Daniels '71 named president of Purdue University
Indiana Governor Mitch Daniels ’71 may have declined to run for the Republican nomination for President of the United States last year, disappointing many national conservative leaders, but Daniels hasn’t abandoned the idea of a presidency altogether. On Thursday, Purdue University, Indiana's second-largest public university, announced that the home-state governor would be its next college president.
Purdue announced at a Thursday press conference that Daniels would take over as its 12th president in January, when his second term as governor expires. The news apparently douses speculation that Daniels would be a vice presidential contender following his term as governor.
Analysts in Indiana noted that Daniels would bring his political savvy and his demonstrated fundraising skills to Purdue, which may be needed after Daniels cut funding to the state university as governor.
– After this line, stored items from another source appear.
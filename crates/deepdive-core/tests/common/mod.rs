#![allow(dead_code)]

use std::collections::{HashMap, HashSet, VecDeque};
use std::sync::atomic::{AtomicUsize, Ordering};
use std::sync::{Arc, Mutex};
use std::time::Duration;

use async_trait::async_trait;
use deepdive_core::providers::{
    CompletionRequest, ContentFetcher, LanguageModel, ModelTask, SearchHit, SearchProvider,
};
use deepdive_core::{
    DriverSettings, DynKnowledgeStore, InMemoryKnowledgeStore, KnowledgeStore, NewSession, Providers,
    ResearchSession, StepDriver,
};
use once_cell::sync::Lazy;
use regex::Regex;
use tokio::sync::Notify;

static SOURCE_HEADER: Lazy<Regex> = Lazy::new(|| Regex::new(r"(?m)^\[(\d+)\] ").unwrap());

/// Language model whose replies are scripted per task.
pub struct ScriptedModel {
    pub plan_reply: String,
    pub follow_ups: Mutex<VecDeque<Option<String>>>,
    pub always_follow_up: bool,
    pub always_insufficient: bool,
    pub fail_on: Option<ModelTask>,
    pub delay_on: Option<(ModelTask, Duration)>,
    /// Signals `entered` and then waits for `release` before replying to this task.
    pub gate: Option<(ModelTask, Arc<Notify>, Arc<Notify>)>,
    pub calls: Mutex<Vec<ModelTask>>,
    pub counter: AtomicUsize,
}

impl Default for ScriptedModel {
    fn default() -> Self {
        Self {
            plan_reply: "History first, then uses.\n\n1. history\n2. applications".into(),
            follow_ups: Mutex::new(VecDeque::new()),
            always_follow_up: false,
            always_insufficient: false,
            fail_on: None,
            delay_on: None,
            gate: None,
            calls: Mutex::new(Vec::new()),
            counter: AtomicUsize::new(0),
        }
    }
}

impl ScriptedModel {
    pub fn calls_for(&self, task: ModelTask) -> usize {
        self.calls
            .lock()
            .unwrap()
            .iter()
            .filter(|call| **call == task)
            .count()
    }
}

#[async_trait]
impl LanguageModel for ScriptedModel {
    async fn complete(&self, request: CompletionRequest) -> anyhow::Result<String> {
        self.calls.lock().unwrap().push(request.task);

        if let Some((task, entered, release)) = &self.gate {
            if *task == request.task {
                entered.notify_one();
                release.notified().await;
            }
        }
        if let Some((task, delay)) = self.delay_on {
            if task == request.task {
                tokio::time::sleep(delay).await;
            }
        }
        if self.fail_on == Some(request.task) {
            anyhow::bail!("scripted {} failure", request.task.as_str());
        }

        let n = self.counter.fetch_add(1, Ordering::SeqCst);
        let reply = match request.task {
            ModelTask::Plan => self.plan_reply.clone(),
            ModelTask::Summarize => {
                let cites: String = SOURCE_HEADER
                    .captures_iter(&request.prompt)
                    .map(|caps| format!("[{}]", &caps[1]))
                    .collect();
                format!("Batch summary {cites}.")
            }
            ModelTask::Findings => {
                let follow_up = if self.always_follow_up {
                    Some(format!("gap {n}"))
                } else {
                    self.follow_ups.lock().unwrap().pop_front().flatten()
                };
                serde_json::json!({
                    "summary": "Merged findings [1].",
                    "needs_more_research": follow_up,
                })
                .to_string()
            }
            ModelTask::Sufficiency => {
                if self.always_insufficient {
                    serde_json::json!({
                        "sufficient": false,
                        "queries": [format!("deeper {n} a"), format!("deeper {n} b")],
                        "narrative": format!("Still missing depth (check {n})."),
                    })
                    .to_string()
                } else {
                    serde_json::json!({ "sufficient": true, "narrative": "ready to write report" })
                        .to_string()
                }
            }
            ModelTask::Report => {
                let kb = request
                    .prompt
                    .split_once("Knowledge base:\n")
                    .map(|(_, kb)| kb.to_string())
                    .unwrap_or_default();
                format!("# Report\n\n{kb}")
            }
        };
        Ok(reply)
    }
}

/// Returns `per_query` hits for every query unless an explicit list is set.
pub struct ScriptedSearch {
    pub per_query: usize,
    pub results: HashMap<String, Vec<SearchHit>>,
}

impl Default for ScriptedSearch {
    fn default() -> Self {
        Self {
            per_query: 2,
            results: HashMap::new(),
        }
    }
}

pub fn hit(url: &str, title: &str) -> SearchHit {
    SearchHit {
        url: url.into(),
        title: title.into(),
        snippet: format!("snippet for {title}"),
    }
}

#[async_trait]
impl SearchProvider for ScriptedSearch {
    async fn search(&self, query: &str, count: usize) -> anyhow::Result<Vec<SearchHit>> {
        if let Some(hits) = self.results.get(query) {
            return Ok(hits.iter().take(count).cloned().collect());
        }
        let slug = query.replace(' ', "-");
        Ok((1..=self.per_query.min(count))
            .map(|rank| hit(&format!("https://{slug}.example/{rank}"), &format!("{query} {rank}")))
            .collect())
    }
}

/// Fails for any URL listed in `failing`.
#[derive(Default)]
pub struct FlakyFetcher {
    pub failing: HashSet<String>,
}

#[async_trait]
impl ContentFetcher for FlakyFetcher {
    async fn fetch(&self, url: &str) -> anyhow::Result<String> {
        if self.failing.contains(url) {
            anyhow::bail!("connection reset fetching {url}");
        }
        Ok(format!("Full article text from {url}."))
    }
}

pub struct Harness {
    pub store: DynKnowledgeStore,
    pub driver: StepDriver,
    pub model: Arc<ScriptedModel>,
}

impl Harness {
    pub fn new(model: ScriptedModel, search: ScriptedSearch, fetcher: FlakyFetcher) -> Self {
        Self::with_settings(model, search, fetcher, DriverSettings::default())
    }

    pub fn with_settings(
        model: ScriptedModel,
        search: ScriptedSearch,
        fetcher: FlakyFetcher,
        settings: DriverSettings,
    ) -> Self {
        let store: DynKnowledgeStore = Arc::new(InMemoryKnowledgeStore::new());
        let model = Arc::new(model);
        let providers = Providers::new(Arc::new(search), Arc::new(fetcher), model.clone());
        let driver = StepDriver::new(store.clone(), providers, settings);
        Self {
            store,
            driver,
            model,
        }
    }

    pub fn default_harness() -> Self {
        Self::new(
            ScriptedModel::default(),
            ScriptedSearch::default(),
            FlakyFetcher::default(),
        )
    }

    pub async fn create(&self, topic: &str) -> ResearchSession {
        self.store
            .create_session(NewSession::new(topic, "u1", "m1"))
            .await
            .unwrap()
    }

    pub async fn load(&self, id: &str) -> ResearchSession {
        self.store.load_session(id).await.unwrap().unwrap()
    }
}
Dennis Barden, who leads executive searches in Indiana, told the Indianapolis Star that Daniels was a “‘wow’ appointment.”
“In terms of what a college president does today, this is a huge positive; this is a big win for Purdue,” Barden told the Star.
Though he may not have experience in university administration, Daniels noted in a statement that his love of learning has prepared him well for the job.
“I have not made a life in the academy, but I have spent my life reading, admiring and attempting to learn from those who do,” he said.
Media reports about the appointment initially surfaced earlier this week, but Daniels declined to comment at the time. The news became official on Thursday, when the 10-member Board of Trustees unanimously elected Daniels as Purdue’s president.
During his eight years as governor, Daniels appointed eight of the 10 current members of the Board, including three that he reappointed on Tuesday.
Daniels, a former Director of the Office of Management and Budget in the George W. Bush White House before being elected governor, announced last May that he would not run for the Republican nomination for President, citing family apprehension. Many top conservatives, unhappy with the Republican field, had petitioned Daniels to enter the race.
At Princeton, Daniels was active in College Republicans and majored in the Wilson School. During his junior year, Daniels was indicted and convicted for marijuana use, saying in a February 2011 interview with The Daily Princetonian that “justice was served” and that the incident was a “lesson.”